##### The input

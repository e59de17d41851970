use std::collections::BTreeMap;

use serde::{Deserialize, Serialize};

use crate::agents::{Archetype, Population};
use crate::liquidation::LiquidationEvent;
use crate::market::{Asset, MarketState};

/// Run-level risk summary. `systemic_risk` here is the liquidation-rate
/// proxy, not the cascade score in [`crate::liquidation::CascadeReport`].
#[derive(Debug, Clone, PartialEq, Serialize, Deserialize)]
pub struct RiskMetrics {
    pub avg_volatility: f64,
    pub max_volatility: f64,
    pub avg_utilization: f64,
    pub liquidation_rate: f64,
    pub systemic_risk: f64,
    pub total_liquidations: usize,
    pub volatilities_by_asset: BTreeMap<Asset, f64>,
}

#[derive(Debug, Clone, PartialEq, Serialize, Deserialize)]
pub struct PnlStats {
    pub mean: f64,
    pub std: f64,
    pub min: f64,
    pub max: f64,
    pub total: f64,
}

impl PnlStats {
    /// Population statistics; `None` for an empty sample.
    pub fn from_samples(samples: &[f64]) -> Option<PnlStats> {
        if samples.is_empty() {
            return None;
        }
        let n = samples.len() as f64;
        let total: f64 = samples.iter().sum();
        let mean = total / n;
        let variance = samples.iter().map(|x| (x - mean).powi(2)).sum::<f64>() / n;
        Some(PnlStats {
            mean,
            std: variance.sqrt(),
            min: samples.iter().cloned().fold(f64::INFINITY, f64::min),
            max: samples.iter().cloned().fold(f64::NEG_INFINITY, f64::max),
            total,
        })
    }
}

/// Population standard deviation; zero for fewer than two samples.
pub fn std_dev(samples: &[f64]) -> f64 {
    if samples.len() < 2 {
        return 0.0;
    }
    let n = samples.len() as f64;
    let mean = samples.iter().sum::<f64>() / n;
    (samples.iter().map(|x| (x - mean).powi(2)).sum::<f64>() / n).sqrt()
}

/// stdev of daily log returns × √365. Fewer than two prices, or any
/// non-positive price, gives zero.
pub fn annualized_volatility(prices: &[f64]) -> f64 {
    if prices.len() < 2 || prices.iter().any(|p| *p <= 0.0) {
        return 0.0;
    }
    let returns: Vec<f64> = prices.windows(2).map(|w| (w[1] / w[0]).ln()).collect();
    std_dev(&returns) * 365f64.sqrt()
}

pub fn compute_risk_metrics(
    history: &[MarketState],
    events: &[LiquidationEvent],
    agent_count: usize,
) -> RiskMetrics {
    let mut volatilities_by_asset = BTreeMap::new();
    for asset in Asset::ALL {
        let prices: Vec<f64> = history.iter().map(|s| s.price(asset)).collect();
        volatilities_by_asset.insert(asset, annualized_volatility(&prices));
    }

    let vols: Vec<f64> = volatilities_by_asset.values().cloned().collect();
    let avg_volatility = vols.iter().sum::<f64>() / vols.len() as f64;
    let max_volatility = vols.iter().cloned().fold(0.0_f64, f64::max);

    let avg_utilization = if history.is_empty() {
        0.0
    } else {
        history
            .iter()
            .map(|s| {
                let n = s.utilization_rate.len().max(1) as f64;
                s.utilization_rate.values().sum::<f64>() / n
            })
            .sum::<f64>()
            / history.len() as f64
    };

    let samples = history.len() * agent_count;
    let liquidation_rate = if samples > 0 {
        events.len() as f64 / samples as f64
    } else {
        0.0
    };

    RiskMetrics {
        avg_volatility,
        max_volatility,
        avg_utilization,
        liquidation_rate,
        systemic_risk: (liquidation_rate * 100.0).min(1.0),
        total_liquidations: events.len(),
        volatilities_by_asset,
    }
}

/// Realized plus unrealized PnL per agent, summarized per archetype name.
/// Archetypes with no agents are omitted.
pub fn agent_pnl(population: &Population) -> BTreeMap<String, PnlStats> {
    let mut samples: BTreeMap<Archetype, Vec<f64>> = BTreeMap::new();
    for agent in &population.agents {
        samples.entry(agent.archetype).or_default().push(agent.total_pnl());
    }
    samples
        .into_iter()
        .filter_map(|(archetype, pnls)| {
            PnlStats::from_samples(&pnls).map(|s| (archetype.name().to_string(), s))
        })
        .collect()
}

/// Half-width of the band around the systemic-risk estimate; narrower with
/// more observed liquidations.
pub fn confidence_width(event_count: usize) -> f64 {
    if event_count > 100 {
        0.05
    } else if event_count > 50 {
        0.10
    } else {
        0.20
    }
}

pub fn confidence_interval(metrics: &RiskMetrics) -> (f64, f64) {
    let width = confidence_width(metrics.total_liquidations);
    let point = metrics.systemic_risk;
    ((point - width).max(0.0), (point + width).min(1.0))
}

##########

**What to produce:**
Reproduce every record in full, keeping each one exactly as it reads.

**Result of this exercise:**
repository e59de17d41851970
use std::collections::BTreeMap;

use serde::{Deserialize, Serialize};

use crate::agents::{Archetype, Population};
use crate::liquidation::LiquidationEvent;
use crate::market::{Asset, MarketState};

/// Run-level risk summary. `systemic_risk` here is the liquidation-rate
/// proxy, not the cascade score in [`crate::liquidation::CascadeReport`].
#[derive(Debug, Clone, PartialEq, Serialize, Deserialize)]
pub struct RiskMetrics {
    pub avg_volatility: f64,
    pub max_volatility: f64,
    pub avg_utilization: f64,
    pub liquidation_rate: f64,
    pub systemic_risk: f64,
    pub total_liquidations: usize,
    pub volatilities_by_asset: BTreeMap<Asset, f64>,
}

#[derive(Debug, Clone, PartialEq, Serialize, Deserialize)]
pub struct PnlStats {
    pub mean: f64,
    pub std: f64,
    pub min: f64,
    pub max: f64,
    pub total: f64,
}

impl PnlStats {
    /// Population statistics; `None` for an empty sample.
    pub fn from_samples(samples: &[f64]) -> Option<PnlStats> {
        if samples.is_empty() {
            return None;
        }
        let n = samples.len() as f64;
        let total: f64 = samples.iter().sum();
        let mean = total / n;
        let variance = samples.iter().map(|x| (x - mean).powi(2)).sum::<f64>() / n;
        Some(PnlStats {
            mean,
            std: variance.sqrt(),
            min: samples.iter().cloned().fold(f64::INFINITY, f64::min),
            max: samples.iter().cloned().fold(f64::NEG_INFINITY, f64::max),
            total,
        })
    }
}

/// Population standard deviation; zero for fewer than two samples.
pub fn std_dev(samples: &[f64]) -> f64 {
    if samples.len() < 2 {
        return 0.0;
    }
    let n = samples.len() as f64;
    let mean = samples.iter().sum::<f64>() / n;
    (samples.iter().map(|x| (x - mean).powi(2)).sum::<f64>() / n).sqrt()
}

/// stdev of daily log returns × √365. Fewer than two prices, or any
/// non-positive price, gives zero.
pub fn annualized_volatility(prices: &[f64]) -> f64 {
    if prices.len() < 2 || prices.iter().any(|p| *p <= 0.0) {
        return 0.0;
    }
    let returns: Vec<f64> = prices.windows(2).map(|w| (w[1] / w[0]).ln()).collect();
    std_dev(&returns) * 365f64.sqrt()
}

pub fn compute_risk_metrics(
    history: &[MarketState],
    events: &[LiquidationEvent],
    agent_count: usize,
) -> RiskMetrics {
    let mut volatilities_by_asset = BTreeMap::new();
    for asset in Asset::ALL {
        let prices: Vec<f64> = history.iter().map(|s| s.price(asset)).collect();
        volatilities_by_asset.insert(asset, annualized_volatility(&prices));
    }

    let vols: Vec<f64> = volatilities_by_asset.values().cloned().collect();
    let avg_volatility = vols.iter().sum::<f64>() / vols.len() as f64;
    let max_volatility = vols.iter().cloned().fold(0.0_f64, f64::max);

    let avg_utilization = if history.is_empty() {
        0.0
    } else {
        history
            .iter()
            .map(|s| {
                let n = s.utilization_rate.len().max(1) as f64;
                s.utilization_rate.values().sum::<f64>() / n
            })
            .sum::<f64>()
            / history.len() as f64
    };

    let samples = history.len() * agent_count;
    let liquidation_rate = if samples > 0 {
        events.len() as f64 / samples as f64
    } else {
        0.0
    };

    RiskMetrics {
        avg_volatility,
        max_volatility,
        avg_utilization,
        liquidation_rate,
        systemic_risk: (liquidation_rate * 100.0).min(1.0),
        total_liquidations: events.len(),
        volatilities_by_asset,
    }
}

/// Realized plus unrealized PnL per agent, summarized per archetype name.
/// Archetypes with no agents are omitted.
pub fn agent_pnl(population: &Population) -> BTreeMap<String, PnlStats> {
    let mut samples: BTreeMap<Archetype, Vec<f64>> = BTreeMap::new();
    for agent in &population.agents {
        samples.entry(agent.archetype).or_default().push(agent.total_pnl());
    }
    samples
        .into_iter()
        .filter_map(|(archetype, pnls)| {
            PnlStats::from_samples(&pnls).map(|s| (archetype.name().to_string(), s))
        })
        .collect()
}

/// Half-width of the band around the systemic-risk estimate; narrower with
/// more observed liquidations.
pub fn confidence_width(event_count: usize) -> f64 {
    if event_count > 100 {
        0.05
    } else if event_count > 50 {
        0.10
    } else {
        0.20
    }
}

pub fn confidence_interval(metrics: &RiskMetrics) -> (f64, f64) {
    let width = confidence_width(metrics.total_liquidations);
    let point = metrics.systemic_risk;
    ((point - width).max(0.0), (point + width).min(1.0))
}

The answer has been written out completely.